Dal 1 gennaio 2022, come previsto dal decreto legislativo n.116/2020, è entrato in vigore l’obbligo di raccogliere separatamente i rifiuti tessili in tutto il territorio Italiano (a livello europeo, la raccolta differenziata di questa tipologia di rifiuto diventerà obbligatoria entro il 2025). L’articolo 182 ter del decreto legislativo 152/2006 modificato completamente dal comma 8 dell’articolo 1 del decreto legislativo n.116/2020, dispone anche che dal 1 gennaio 2022 in tutti i Comuni italiani è obbligatorio prevedere la raccolta differenziata della frazione umida. Scarti organici, come classici residui di cibo, ma anche gli imballaggi in plastica biodegradabile e compostabile (certificati EN 13432): sacchetti in bioplastica, ma anche imballaggi di frutta e verdura, piatti, bicchieri e stoviglie monouso realizzate in materiale compostabile.
In particolare per quanto riguarda i rifiuti tessili l’obiettivo è quello di diminuire l’impatto ambientale e incentivarne il riutilizzo e il riciclo.

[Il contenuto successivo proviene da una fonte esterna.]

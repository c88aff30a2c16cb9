use std::time::Duration;

use futures::channel::mpsc::{self, UnboundedReceiver, UnboundedSender};
use futures::{SinkExt, StreamExt};

use hydrasyx::hydrasynth::bulk::decode_image;
use hydrasyx::hydrasynth::chunk::{encode_chunks, join};
use hydrasyx::hydrasynth::io::{follow_edits, read_patch, send_parameters, write_patch};
use hydrasyx::hydrasynth::layout::{Version, LAYOUT, MYSTERY_BYTES};
use hydrasyx::hydrasynth::session::{SessionConfig, WriteTarget};
use hydrasyx::hydrasynth::{HydraError, ParamStore, Patch, SysexCommand};

fn config() -> SessionConfig {
    SessionConfig {
        double_envelope: true,
        matrix_pause: Duration::ZERO,
        settle_pause: Duration::from_millis(1),
        ..Default::default()
    }
}

/// What the fake synth saw and kept.
#[derive(Default)]
struct SynthLog {
    commands: Vec<SysexCommand>,
    saved: Option<Vec<u8>>,
}

/// Plays the synth's side of the dump protocol until the host hangs up.
/// Written images are kept and served back on request. Mid-dump, it sends
/// some unrelated traffic and one stale chunk.
async fn fake_synth(
    mut from_host: UnboundedReceiver<Vec<u8>>,
    mut to_host: UnboundedSender<Vec<u8>>,
) -> SynthLog {
    let mut log = SynthLog::default();
    let mut incoming: Vec<Vec<u8>> = vec![];
    let mut outgoing: Vec<Vec<u8>> = vec![];
    while let Some(msg) = from_host.next().await {
        let Ok(cmd) = SysexCommand::from_midi(&msg) else {
            continue;
        };
        match &cmd {
            SysexCommand::Begin => incoming.clear(),
            SysexCommand::Chunk { data, .. } => incoming.push(data.clone()),
            SysexCommand::SaveRequest => log.saved = join(&incoming).ok(),
            SysexCommand::DumpRequest { bank, number } => {
                let mut image = log.saved.clone().unwrap_or_default();
                if image.len() > 3 {
                    image[2] = *bank;
                    image[3] = *number;
                }
                outgoing = encode_chunks(&image);
                to_host.send(outgoing[0].clone()).await.unwrap();
            }
            SysexCommand::ChunkAck { position } => {
                let next = usize::from(*position) + 1;
                if next == 3 {
                    to_host.send(vec![0x90, 60, 100]).await.unwrap();
                }
                if next == 6 {
                    to_host.send(outgoing[4].clone()).await.unwrap();
                }
                if let Some(chunk) = outgoing.get(next) {
                    to_host.send(chunk.clone()).await.unwrap();
                }
            }
            _ => {}
        }
        log.commands.push(cmd);
    }
    log
}

fn init_voice() -> Patch {
    let mut p = Patch::init();
    p.set_text("name", "INIT VOICE");
    p.set_value("category", 0);
    p
}

#[tokio::test]
async fn init_voice_survives_write_then_read() {
    let (mut host_tx, synth_rx) = mpsc::unbounded();
    let (synth_tx, mut host_rx) = mpsc::unbounded();
    let synth = tokio::spawn(fake_synth(synth_rx, synth_tx));

    let original = init_voice();
    write_patch(
        &config(),
        &original,
        WriteTarget::Slot { bank: 1, number: 7 },
        &mut host_tx,
    )
    .await
    .unwrap();

    let mut read_back = Patch::new();
    let version = read_patch(
        &config(),
        1,
        7,
        Duration::from_secs(2),
        &mut host_rx,
        &mut host_tx,
        &mut read_back,
    )
    .await
    .unwrap();
    assert_eq!(version, Version::V2_0);
    drop(host_tx);
    let log = synth.await.unwrap();

    assert_eq!(read_back.text("name"), Some("INIT VOICE"));
    assert_eq!(read_back.value("category"), Some(0));
    assert_eq!(read_back.value("bank"), Some(1));
    assert_eq!(read_back.value("number"), Some(7));
    for field in LAYOUT.fields.iter().filter(|f| !f.kind.is_text()) {
        let key = field.key.as_str();
        if key == "bank" || key == "number" {
            continue;
        }
        assert_eq!(read_back.value(key), original.value(key), "{key}");
    }

    let saved = log.saved.unwrap();
    assert_eq!(saved.len(), 2790);
    for (offset, byte) in MYSTERY_BYTES {
        assert_eq!(saved[offset], byte, "byte {offset}");
    }
    let mut decoded = Patch::new();
    decode_image(&saved, &mut decoded).unwrap();
    assert_eq!(decoded.text("name"), Some("INIT VOICE"));

    // Header twice, 22 chunks, save, footer twice; then header twice, the
    // request, 22 acks and the footer twice.
    let count = |want: &SysexCommand| log.commands.iter().filter(|c| *c == want).count();
    assert_eq!(count(&SysexCommand::Begin), 4);
    assert_eq!(count(&SysexCommand::End), 4);
    assert_eq!(count(&SysexCommand::SaveRequest), 1);
    let acks: Vec<u8> = log
        .commands
        .iter()
        .filter_map(|c| match c {
            SysexCommand::ChunkAck { position } => Some(*position),
            _ => None,
        })
        .collect();
    assert_eq!(acks, (0..22).collect::<Vec<u8>>());
    assert_eq!(log.commands.last(), Some(&SysexCommand::End));
}

#[tokio::test]
async fn silent_synth_times_out_and_closes_the_session() {
    let (mut host_tx, mut sent) = mpsc::unbounded::<Vec<u8>>();
    let (_keep_open, mut host_rx) = mpsc::unbounded::<Vec<u8>>();
    let cfg = SessionConfig {
        double_envelope: false,
        ..config()
    };
    let mut store = Patch::new();
    let result = read_patch(
        &cfg,
        0,
        0,
        Duration::from_millis(20),
        &mut host_rx,
        &mut host_tx,
        &mut store,
    )
    .await;
    assert!(matches!(result, Err(HydraError::Timeout)));
    drop(host_tx);
    let mut commands = vec![];
    while let Some(msg) = sent.next().await {
        commands.push(SysexCommand::from_midi(&msg).unwrap());
    }
    assert_eq!(
        commands,
        vec![
            SysexCommand::Begin,
            SysexCommand::DumpRequest { bank: 0, number: 0 },
            SysexCommand::End,
        ]
    );
    assert!(store.is_empty());
}

#[tokio::test]
async fn live_edits_reproduce_a_patch() {
    let mut source = Patch::init();
    source.set_value("filter1cutoff", 10);
    source.set_value("osc2semi", -7);
    source.set_value("modmatrix2modtarget", 5);
    source.set_value("macro4target2", 17);
    source.set_value("prefxtype", 3);
    source.set_value("prefx3param2", 20);
    source.set_value("lfo1bpmsync", 1);
    source.set_value("lfo1ratesyncon", 12);
    source.set_value("env2sustain", 40);

    let (mut tx, mut rx) = mpsc::unbounded::<Vec<u8>>();
    send_parameters(&config(), &source, &mut tx).await.unwrap();
    drop(tx);

    let mut target = Patch::init();
    let mut updates = 0;
    follow_edits(1, &mut rx, &mut target, |_| updates += 1).await;
    assert!(updates > 500);
    for key in [
        "filter1cutoff",
        "osc2semi",
        "modmatrix2modtarget",
        "macro4target2",
        "prefxtype",
        "prefx3param2",
        "lfo1bpmsync",
        "lfo1ratesyncon",
    ] {
        assert_eq!(target.value(key), source.value(key), "{key}");
    }
    // Sent unscaled, read back as if the synth had scaled it.
    assert_eq!(target.value("env2sustain"), Some(5));
}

La rete SNPA in un articolo (qui ) fornisce una breve sintesi sullo stato della raccolta in Italia che sintetizziamo così:

  • il 5,7% dei rifiuti indifferenziati è composto da rifiuti tessili, si tratta di circa 663mila tonnellate/anno destinate a smaltimento in discarica o nell’inceneritore;
  • la media nazionale pro capite di raccolta di rifiuti tessili è di 2,6 chili per abitante;
  • la raccolta differenziata del tessile è strutturata solo parzialmente sul territorio nazionale;
  • i Comuni e i gestori, che non hanno ancora attivato questo servizio di raccolta, dal 1 gennaio dovranno realizzarlo quanto prima e regolamentarlo al meglio, comprendendo sia gli indumenti che altri materiali tessili.

Criticità possibili segnalate:

  • aumento della presenza di frazioni non facilmente valorizzabili, con un possibile aumento dei costi di cernita e smaltimento;
  • immissione sul mercato di maggiori quantitativi di rifiuti tessili che possono determinare degli squilibri sullo stesso e un contestuale;
  • abbassamento della qualità degli stessi;
  • mancanza di una vera rete infrastrutturale di impianti in grado di recuperare materia dagli scarti tessili.